This week was arduous and a blessing. On Sunday night my mind was working overtime. I was thinking of the future (as always) and what to do, stay in Tainan, stay at my current job, stay in Taiwan or move to Tokyo. If I want to move to Japan as some sort of metaphor of getting to a new destination internally. What am I looking for? What is best for Z and what is best for me and realize how I have been sacrificing the past 3 years living in Tainan for her. I prayed for wisdom, for clarification for some sort of message of direction and peace of mind.

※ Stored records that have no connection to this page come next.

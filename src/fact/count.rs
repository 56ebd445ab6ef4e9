use rug::Integer;

use super::error::{FactorialError, InvalidReason};

fn check_range(n: &Integer) -> Result<u32, InvalidReason> {
    if n.is_negative() {
        return Err(InvalidReason::Negative);
    }
    n.to_u32().ok_or(InvalidReason::TooLarge)
}

/// Checks that `n` is usable as a factorial count, i.e. lies in
/// `0..=u32::MAX`.
pub fn validate_count(n: &Integer) -> Result<u32, FactorialError> {
    check_range(n).map_err(|reason| FactorialError::invalid(n.to_string(), reason))
}

fn looks_numeric(s: &str) -> bool {
    let digits = s.strip_prefix(['+', '-']).unwrap_or(s);
    !digits.is_empty() && digits.bytes().all(|b| b.is_ascii_digit())
}

/// Parses untrusted text into a factorial count.
///
/// Only an optional sign followed by ASCII digits is accepted (surrounding
/// whitespace aside). `rug` would also take embedded whitespace and
/// underscores, so the shape is checked before handing it over.
pub fn parse_count(input: &str) -> Result<u32, FactorialError> {
    let s = input.trim();
    if !looks_numeric(s) {
        return Err(FactorialError::invalid(input, InvalidReason::NotANumber));
    }
    let n = s
        .parse::<Integer>()
        .map_err(|_| FactorialError::invalid(input, InvalidReason::NotANumber))?;
    check_range(&n).map_err(|reason| FactorialError::invalid(input, reason))
}

#[test]
fn parse_count_accepts() {
    macro_rules! y {
        ($s:expr, $n:expr) => {
            assert_eq!(parse_count($s), Ok($n))
        };
    }

    y!("0", 0);
    y!("5", 5);
    y!(" 7 ", 7);
    y!("+3", 3);
    y!("-0", 0);
    y!("007", 7);
    y!("4294967295", u32::MAX);
}

#[test]
fn parse_count_rejects() {
    macro_rules! n {
        ($s:expr, $r:expr) => {
            assert_eq!(parse_count($s), Err(FactorialError::invalid($s, $r)))
        };
    }

    n!("", InvalidReason::NotANumber);
    n!("   ", InvalidReason::NotANumber);
    n!("abc", InvalidReason::NotANumber);
    n!("1.5", InvalidReason::NotANumber);
    n!("1_000", InvalidReason::NotANumber);
    n!("1 000", InvalidReason::NotANumber);
    n!("0x10", InvalidReason::NotANumber);
    n!("+-1", InvalidReason::NotANumber);
    n!("-", InvalidReason::NotANumber);
    n!("-1", InvalidReason::Negative);
    n!("-99999999999999999999", InvalidReason::Negative);
    n!("4294967296", InvalidReason::TooLarge);
    n!("123456789012345678901234567890", InvalidReason::TooLarge);
}

#[test]
fn validate_count_range() {
    assert_eq!(validate_count(&Integer::from(12)), Ok(12));
    assert_eq!(
        validate_count(&Integer::from(-1)),
        Err(FactorialError::invalid("-1", InvalidReason::Negative))
    );
    assert_eq!(
        validate_count(&Integer::from(u64::MAX)),
        Err(FactorialError::invalid("18446744073709551615", InvalidReason::TooLarge))
    );
}
//! MoonrakerClient (spec §4.8): REST + JSON-RPC-over-WebSocket client to the
//! modified-firmware printer's Moonraker instance.
//!
//! The JSON-RPC request/response correlation (atomic request-id counter,
//! pending-oneshot map resolved from a background pump task) is the same
//! shape as `MqttController`'s ack correlation in `mqtt/controller.rs`,
//! carried over to a WebSocket transport via `tokio-tungstenite`.

use std::collections::HashMap;
use std::sync::atomic::{AtomicU64, Ordering};
use std::sync::Arc;
use std::time::Duration;

use futures::{SinkExt, StreamExt};
use parking_lot::Mutex;
use reqwest::Client as HttpClient;
use serde::Deserialize;
use serde_json::{json, Value};
use tokio::sync::oneshot;
use tokio::time::timeout;
use tokio_tungstenite::tungstenite::Message;
use tracing::{debug, warn};

use crate::error::{ObicoError, Result};
use crate::events::{DaemonEvent, EventBus};

const SUBSCRIBE_OBJECTS: &[&str] = &["webhooks", "print_stats", "virtual_sdcard", "gcode_move", "toolhead", "extruder", "heater_bed", "display_status"];
const RPC_TIMEOUT: Duration = Duration::from_secs(10);

struct PendingRpc {
    reply: oneshot::Sender<Value>,
}

pub struct MoonrakerClient {
    printer: String,
    http: HttpClient,
    http_base: String,
    ws_writer: tokio::sync::Mutex<futures::stream::SplitSink<tokio_tungstenite::WebSocketStream<tokio_tungstenite::MaybeTlsStream<tokio::net::TcpStream>>, Message>>,
    next_id: AtomicU64,
    pending: Arc<Mutex<HashMap<u64, PendingRpc>>>,
}

impl MoonrakerClient {
    pub async fn connect(printer: impl Into<String>, host: &str, http_port: u16, event_bus: Arc<EventBus>) -> Result<Self> {
        let printer = printer.into();
        let http_base = format!("http://{host}:{http_port}");
        let ws_url = format!("ws://{host}:{http_port}/websocket");

        let (ws_stream, _) = tokio_tungstenite::connect_async(&ws_url)
            .await
            .map_err(|e| ObicoError::MoonrakerConnection(e.to_string()))?;
        let (ws_writer, ws_reader) = ws_stream.split();

        let pending: Arc<Mutex<HashMap<u64, PendingRpc>>> = Arc::new(Mutex::new(HashMap::new()));
        spawn_read_pump(ws_reader, printer.clone(), Arc::clone(&pending), event_bus);

        let client = Self {
            printer,
            http: HttpClient::new(),
            http_base,
            ws_writer: tokio::sync::Mutex::new(ws_writer),
            next_id: AtomicU64::new(1),
            pending,
        };

        client.subscribe_objects().await?;
        Ok(client)
    }

    async fn subscribe_objects(&self) -> Result<()> {
        let objects: HashMap<&str, Value> = SUBSCRIBE_OBJECTS.iter().map(|&name| (name, Value::Null)).collect();
        self.rpc_call("printer.objects.subscribe", json!({ "objects": objects })).await?;
        Ok(())
    }

    async fn rpc_call(&self, method: &str, params: Value) -> Result<Value> {
        let id = self.next_id.fetch_add(1, Ordering::Relaxed);
        let (tx, rx) = oneshot::channel();
        self.pending.lock().insert(id, PendingRpc { reply: tx });

        let request = json!({ "jsonrpc": "2.0", "method": method, "params": params, "id": id });
        let payload = serde_json::to_string(&request)?;

        {
            let mut writer = self.ws_writer.lock().await;
            writer.send(Message::Text(payload)).await.map_err(|e| ObicoError::MoonrakerConnection(e.to_string()))?;
        }

        match timeout(RPC_TIMEOUT, rx).await {
            Ok(Ok(value)) => Ok(value),
            Ok(Err(_)) => Err(ObicoError::MoonrakerConnection("rpc channel closed".to_string()).into()),
            Err(_) => {
                self.pending.lock().remove(&id);
                Err(ObicoError::RequestTimeout(method.to_string()).into())
            }
        }
    }

    /// Queries `printer.objects.query` once, used on (re)connect to seed the
    /// current print state before incremental `notify_status_update`s arrive.
    pub async fn query_objects(&self) -> Result<Value> {
        let objects: HashMap<&str, Value> = SUBSCRIBE_OBJECTS.iter().map(|&name| (name, Value::Null)).collect();
        self.rpc_call("printer.objects.query", json!({ "objects": objects })).await
    }

    pub async fn job_history(&self, limit: u32) -> Result<Value> {
        let url = format!("{}/server/history/list?limit={limit}&order=desc", self.http_base);
        let response = self.http.get(&url).send().await.map_err(|e| ObicoError::MoonrakerConnection(e.to_string()))?;
        response.json::<Value>().await.map_err(|e| ObicoError::MoonrakerConnection(e.to_string()).into())
    }

    pub async fn cancel_print(&self) -> Result<()> {
        self.rpc_call("printer.print.cancel", json!({})).await?;
        Ok(())
    }

    pub async fn pause_print(&self) -> Result<()> {
        self.rpc_call("printer.print.pause", json!({})).await?;
        Ok(())
    }

    pub async fn resume_print(&self) -> Result<()> {
        self.rpc_call("printer.print.resume", json!({})).await?;
        Ok(())
    }

    /// Proxies an arbitrary Moonraker REST request for Obico's "Moonraker API
    /// proxy" passthru command (spec §4.8).
    pub async fn proxy_rest(&self, method: &str, path: &str, body: Option<Value>) -> Result<Value> {
        let url = format!("{}{path}", self.http_base);
        let request = match method.to_uppercase().as_str() {
            "POST" => self.http.post(&url),
            "DELETE" => self.http.delete(&url),
            _ => self.http.get(&url),
        };
        let request = match body {
            Some(body) => request.json(&body),
            None => request,
        };
        let response = request.send().await.map_err(|e| ObicoError::MoonrakerConnection(e.to_string()))?;
        response.json::<Value>().await.map_err(|e| ObicoError::MoonrakerConnection(e.to_string()).into())
    }

    pub fn printer(&self) -> &str {
        &self.printer
    }
}

#[derive(Debug, Deserialize)]
struct RpcEnvelope {
    #[serde(default)]
    id: Option<u64>,
    #[serde(default)]
    result: Option<Value>,
    #[serde(default)]
    method: Option<String>,
    #[serde(default)]
    params: Option<Value>,
}

fn spawn_read_pump(
    mut reader: futures::stream::SplitStream<tokio_tungstenite::WebSocketStream<tokio_tungstenite::MaybeTlsStream<tokio::net::TcpStream>>>,
    printer: String,
    pending: Arc<Mutex<HashMap<u64, PendingRpc>>>,
    event_bus: Arc<EventBus>,
) {
    tokio::spawn(async move {
        while let Some(message) = reader.next().await {
            let message = match message {
                Ok(m) => m,
                Err(e) => {
                    warn!(printer = %printer, error = %e, "moonraker websocket error");
                    break;
                }
            };
            let Message::Text(text) = message else { continue };
            let Ok(envelope) = serde_json::from_str::<RpcEnvelope>(&text) else { continue };

            if let Some(id) = envelope.id {
                if let Some(PendingRpc { reply }) = pending.lock().remove(&id) {
                    let _ = reply.send(envelope.result.unwrap_or(Value::Null));
                    continue;
                }
            }

            if envelope.method.as_deref() == Some("notify_status_update") {
                debug!(printer = %printer, "moonraker status update");
                event_bus.publish(DaemonEvent::PrinterStateReceived {
                    printer: printer.clone(),
                    state: envelope.params.map(|p| p.to_string()).unwrap_or_default(),
                });
            } else if envelope.method.as_deref() == Some("notify_klippy_disconnected") {
                warn!(printer = %printer, "moonraker reported klippy disconnected");
            }
        }
        debug!(printer = %printer, "moonraker read pump exiting");
    });
}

The next morning it was swiftly answered. I put on some Joseph Prince on my new stereo and immediately he said it doesn’t matter what country you live in if you live in the city or country, or what job or education, we are blessed w/every spiritual blessing. The blessing is on me, not what I do or where I am and I knew it was God talking to me and it calmed me down. I was settled in my heavenly position, seated above all principalities. And I realized I have been closing blessings from flowing into my life because I am seeking the unknown future. I had this enormous epiphany that if I just remain, rest in the blessed state of knowing NOW that circumstantially I am blessed no matter what, then things will start flowing. It really is that Bjork song “All is full of love.” It hit me that if I just stay in this moment which is the Ultimate Reality, then all the things that are not right will (eventually) be made right. Powerful stuff. I had to reign my mind back constantly through the week, but it was such a powerful experience. Like having hope w/o giving my heart away to be hurt in the process. Enjoying the present without the expectations from my excessive imaginations, yet expecting everything to be made right if I just remain Here, in my rightful place.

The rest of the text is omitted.